◆ **ACTION ITEM**
Up to and including the line that contains "const PROJECTED_PRICE: u64 = 50_000;", reproduce every line exactly, beginning with the first line below.

◆ **Saved data entries**
-*-*-

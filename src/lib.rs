pub mod app;
pub mod config;
pub mod core;
pub mod domain;
pub mod ffi;
pub mod utils;

#[cfg(feature = "cli")]
pub use config::{AuditArgs, CliConfig, Command};

pub use app::pipelines::batch_pipeline::BatchAuditPipeline;
pub use config::{cli::LocalStorage, toml_config::TomlConfig};
pub use crate::core::axioms::{Axiom, AxiomaticEngine, StateNode};
pub use crate::core::deontic::{ActionStatus, DeonticEngine, DeonticModality, Norm, WorldState};
pub use crate::core::kernel::{Kernel, StateSet, Transaction, TrustedInput};
pub use crate::core::partition::{LogicPartition, PartitionLabel, PartitionRegistry};
pub use crate::core::{audit::AuditEngine, crypto::SealedPacket};
pub use utils::error::{CrystallineError, Result};
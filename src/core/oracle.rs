//! Projection of external market data into Layer 1 witnesses.

use serde::{Deserialize, Serialize};

const PROJECTED_PRICE: u64 = 50_000;
const PROJECTED_VOLUME: u64 = 1_000;

#[derive(Debug, Clone, PartialEq, Eq, Serialize, Deserialize)]
pub struct MarketData {
    pub symbol: String,
    pub price: u64,
    pub volume: u64,
}

#[derive(Debug, Clone)]
pub struct MarketOracle {
    pub provider_id: String,
}

impl MarketOracle {
    pub fn new(provider: &str) -> Self {
        Self {
            provider_id: provider.to_string(),
        }
    }

    /// Stable, normalised projection of a symbol. No network access.
    pub fn fetch_live_projection(&self, symbol: &str) -> MarketData {
        tracing::debug!("Projecting {} via {}", symbol, self.provider_id);
        MarketData {
            symbol: symbol.to_string(),
            price: PROJECTED_PRICE,
            volume: PROJECTED_VOLUME,
        }
    }

    pub fn generate_market_witness(&self, data: &MarketData) -> String {
        format!(
            "Witness_π(Symbol: {}, Price: {}, Provider: {})",
            data.symbol, data.price, self.provider_id
        )
    }

    pub fn verify_data_integrity(&self, data: &MarketData) -> bool {
        data.price > 0 && !data.symbol.is_empty()
    }
}
use crate::core::axioms::Axiom;
use crate::core::deontic::{DeonticModality, Norm};
use crate::core::kernel::MOBILE_INTEGRITY_NORM;
use crate::core::partition::DEFAULT_MAX_LABEL_LEN;
use crate::core::resolver::ResolutionStrategy;
use crate::utils::error::{CrystallineError, Result};
use crate::utils::validation::{self, Validate};
use regex::Regex;
use serde::{Deserialize, Serialize};
use std::path::Path;

/// Kernel policy file. Every section is optional.
#[derive(Debug, Clone, Default, Serialize, Deserialize)]
pub struct TomlConfig {
    #[serde(default)]
    pub kernel: KernelConfig,
    #[serde(default)]
    pub deontic: DeonticConfig,
    #[serde(default)]
    pub partition: PartitionConfig,
    pub logging: Option<LoggingConfig>,
}

#[derive(Debug, Clone, Default, Serialize, Deserialize)]
pub struct KernelConfig {
    /// Axioms to enforce. All four when omitted.
    pub enforce: Option<Vec<String>>,
}

#[derive(Debug, Clone, Default, Serialize, Deserialize)]
pub struct DeonticConfig {
    pub strategy: Option<String>,
    pub norms: Option<Vec<NormConfig>>,
}

#[derive(Debug, Clone, Serialize, Deserialize)]
pub struct NormConfig {
    pub id: String,
    pub modality: DeonticModality,
    #[serde(default = "default_priority")]
    pub priority: u32,
}

fn default_priority() -> u32 {
    1
}

#[derive(Debug, Clone, Default, Serialize, Deserialize)]
pub struct PartitionConfig {
    pub max_label_len: Option<usize>,
}

#[derive(Debug, Clone, Serialize, Deserialize)]
pub struct LoggingConfig {
    pub level: Option<String>,
}

impl TomlConfig {
    pub fn from_file<P: AsRef<Path>>(path: P) -> Result<Self> {
        let content = std::fs::read_to_string(&path)?;
        Self::from_toml_str(&content)
    }

    pub fn from_toml_str(content: &str) -> Result<Self> {
        let processed_content = Self::substitute_env_vars(content)?;
        Ok(toml::from_str(&processed_content)?)
    }

    /// Replaces `${VAR}` with the environment value. Unknown variables are kept verbatim.
    fn substitute_env_vars(content: &str) -> Result<String> {
        let re = Regex::new(r"\$\{([^}]+)\}")
            .map_err(|e| CrystallineError::config(format!("Invalid substitution pattern: {e}")))?;

        let result = re.replace_all(content, |caps: &regex::Captures| {
            let var_name = &caps[1];
            std::env::var(var_name).unwrap_or_else(|_| format!("${{{}}}", var_name))
        });

        Ok(result.to_string())
    }

    pub fn enforced_axioms(&self) -> Result<Vec<Axiom>> {
        match &self.kernel.enforce {
            Some(names) => names.iter().map(|name| name.parse()).collect(),
            None => Ok(Axiom::ALL.to_vec()),
        }
    }

    pub fn strategy(&self) -> Result<ResolutionStrategy> {
        match &self.deontic.strategy {
            Some(name) => name.parse(),
            None => Ok(ResolutionStrategy::default()),
        }
    }

    /// Configured norms, or the mobile data integrity permission when none are given.
    pub fn norms(&self) -> Vec<Norm> {
        match &self.deontic.norms {
            Some(norms) => norms
                .iter()
                .map(|n| Norm {
                    id: n.id.clone(),
                    modality: n.modality,
                    priority: n.priority,
                })
                .collect(),
            None => vec![Norm::new(MOBILE_INTEGRITY_NORM)],
        }
    }

    pub fn max_label_len(&self) -> usize {
        self.partition.max_label_len.unwrap_or(DEFAULT_MAX_LABEL_LEN)
    }

    pub fn log_level(&self) -> Option<&str> {
        self.logging.as_ref().and_then(|l| l.level.as_deref())
    }

    pub fn validate_config(&self) -> Result<()> {
        self.enforced_axioms()?;
        self.strategy()?;

        if let Some(norms) = &self.deontic.norms {
            for norm in norms {
                validation::validate_non_empty_string("deontic.norms.id", &norm.id)?;
                validation::validate_min("deontic.norms.priority", norm.priority, 1)?;
            }
            validation::validate_unique("deontic.norms.id", norms.iter().map(|n| n.id.as_str()))?;
        }

        validation::validate_range("partition.max_label_len", self.max_label_len(), 1, 255)?;
        Ok(())
    }
}

impl Validate for TomlConfig {
    fn validate(&self) -> Result<()> {
        self.validate_config()
    }
}

#[cfg(test)]
mod tests {
    use super::*;
    use std::io::Write;
    use tempfile::NamedTempFile;

    #[test]
    fn test_parse_full_policy() {
        let toml_content = r#"
[kernel]
enforce = ["extensionality", "Regularity"]

[deontic]
strategy = "strict_safety"

[[deontic.norms]]
id = "ENCRYPT_BEFORE_EXIT"
modality = "obligation"
priority = 10

[[deontic.norms]]
id = "TRACKING"
modality = "prohibition"

[partition]
max_label_len = 32

[logging]
level = "debug"
"#;

        let config = TomlConfig::from_toml_str(toml_content).unwrap();
        assert!(config.validate().is_ok());
        assert_eq!(
            config.enforced_axioms().unwrap(),
            vec![Axiom::Extensionality, Axiom::Regularity]
        );
        assert_eq!(config.strategy().unwrap(), ResolutionStrategy::StrictSafety);
        let norms = config.norms();
        assert_eq!(norms.len(), 2);
        assert_eq!(norms[1].priority, 1);
        assert_eq!(config.max_label_len(), 32);
        assert_eq!(config.log_level(), Some("debug"));
    }

    #[test]
    fn test_empty_policy_uses_defaults() {
        let config = TomlConfig::from_toml_str("").unwrap();
        assert_eq!(config.enforced_axioms().unwrap().len(), 4);
        assert_eq!(config.strategy().unwrap(), ResolutionStrategy::StandardWeighted);
        assert_eq!(config.norms()[0].id, MOBILE_INTEGRITY_NORM);
        assert_eq!(config.max_label_len(), DEFAULT_MAX_LABEL_LEN);
    }

    #[test]
    fn test_env_var_substitution() {
        std::env::set_var("CRYSTALLINE_TEST_STRATEGY", "strict_safety");

        let config =
            TomlConfig::from_toml_str("[deontic]\nstrategy = \"${CRYSTALLINE_TEST_STRATEGY}\"\n")
                .unwrap();
        assert_eq!(config.strategy().unwrap(), ResolutionStrategy::StrictSafety);

        std::env::remove_var("CRYSTALLINE_TEST_STRATEGY");
    }

    #[test]
    fn test_config_validation_failures() {
        let unknown_axiom = TomlConfig::from_toml_str("[kernel]\nenforce = [\"infinity\"]\n").unwrap();
        assert!(unknown_axiom.validate().is_err());

        let duplicate = TomlConfig::from_toml_str(
            r#"
[[deontic.norms]]
id = "A"
modality = "permission"

[[deontic.norms]]
id = "A"
modality = "prohibition"
"#,
        )
        .unwrap();
        assert!(duplicate.validate().is_err());

        let zero_priority = TomlConfig::from_toml_str(
            "[[deontic.norms]]\nid = \"A\"\nmodality = \"obligation\"\npriority = 0\n",
        )
        .unwrap();
        assert!(zero_priority.validate().is_err());

        let oversized = TomlConfig::from_toml_str("[partition]\nmax_label_len = 1000\n").unwrap();
        assert!(oversized.validate().is_err());

        assert!(TomlConfig::from_toml_str("[deontic]\nnorms = 3\n").is_err());
    }

    #[test]
    fn test_config_from_file() {
        let mut temp_file = NamedTempFile::new().unwrap();
        temp_file
            .write_all(b"[partition]\nmax_label_len = 16\n")
            .unwrap();

        let config = TomlConfig::from_file(temp_file.path()).unwrap();
        assert_eq!(config.max_label_len(), 16);
    }
}
pub mod cli;
pub mod toml_config;

#[cfg(feature = "cli")]
use crate::core::identity::ProtocolMode;
#[cfg(feature = "cli")]
use crate::domain::ports::ConfigProvider;
#[cfg(feature = "cli")]
use crate::utils::validation::{validate_path, Validate};
#[cfg(feature = "cli")]
use clap::{Args, Parser, Subcommand};

#[cfg(feature = "cli")]
#[derive(Debug, Clone, Parser)]
#[command(name = "crystalline")]
#[command(about = "Axiomatic policy kernel: compliance checks, partitions and sealing")]
pub struct CliConfig {
    /// Path to a TOML policy file
    #[arg(long, global = true)]
    pub config: Option<String>,

    #[arg(short, long, global = true, help = "Enable verbose output")]
    pub verbose: bool,

    #[command(subcommand)]
    pub command: Command,
}

#[cfg(feature = "cli")]
#[derive(Debug, Clone, Subcommand)]
pub enum Command {
    /// Check a payload for compliance
    Check { payload: String },
    /// Validate a partition label
    Partition { label: String },
    /// Seal a message for a recipient proof
    Seal {
        message: String,
        #[arg(long)]
        recipient: String,
    },
    /// Open a base64 sealed packet
    Open {
        packet: String,
        #[arg(long)]
        recipient: String,
    },
    /// Generate a new signing identity
    Keygen {
        #[arg(long, value_enum, default_value_t = ProtocolMode::Ed25519)]
        mode: ProtocolMode,
    },
    /// Evaluate a JSON file of audit requests
    Audit(AuditArgs),
}

#[cfg(feature = "cli")]
#[derive(Debug, Clone, Args)]
pub struct AuditArgs {
    /// JSON array of audit requests
    #[arg(long)]
    pub input: String,

    #[arg(long, default_value = "./output")]
    pub output: String,
}

#[cfg(feature = "cli")]
impl ConfigProvider for AuditArgs {
    fn input_path(&self) -> &str {
        &self.input
    }

    fn output_path(&self) -> &str {
        &self.output
    }
}

#[cfg(feature = "cli")]
impl Validate for AuditArgs {
    fn validate(&self) -> crate::utils::error::Result<()> {
        validate_path("audit.input", &self.input)?;
        validate_path("audit.output", &self.output)
    }
}
pub mod audit;
pub mod axioms;
pub mod crypto;
pub mod deontic;
pub mod ethics;
pub mod identity;
pub mod kernel;
pub mod oracle;
pub mod partition;
pub mod proof;
pub mod resolver;

pub use crate::domain::model::{AuditRecord, AuditReport, AuditRequest};
pub use crate::domain::ports::{AuditPipeline, ConfigProvider, Storage};
pub use crate::utils::error::Result;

-*-*-

◆ **THE COMPLETED TASK**
filename src/lib.rs
pub mod app;
pub mod config;
pub mod core;
pub mod domain;
pub mod ffi;
pub mod utils;

#[cfg(feature = "cli")]
pub use config::{AuditArgs, CliConfig, Command};

pub use app::pipelines::batch_pipeline::BatchAuditPipeline;
pub use config::{cli::LocalStorage, toml_config::TomlConfig};
pub use crate::core::axioms::{Axiom, AxiomaticEngine, StateNode};
pub use crate::core::deontic::{ActionStatus, DeonticEngine, DeonticModality, Norm, WorldState};
pub use crate::core::kernel::{Kernel, StateSet, Transaction, TrustedInput};
pub use crate::core::partition::{LogicPartition, PartitionLabel, PartitionRegistry};
pub use crate::core::{audit::AuditEngine, crypto::SealedPacket};
pub use utils::error::{CrystallineError, Result};
filename src/core/oracle.rs
//! Projection of external market data into Layer 1 witnesses.

use serde::{Deserialize, Serialize};

const PROJECTED_PRICE: u64 = 50_000;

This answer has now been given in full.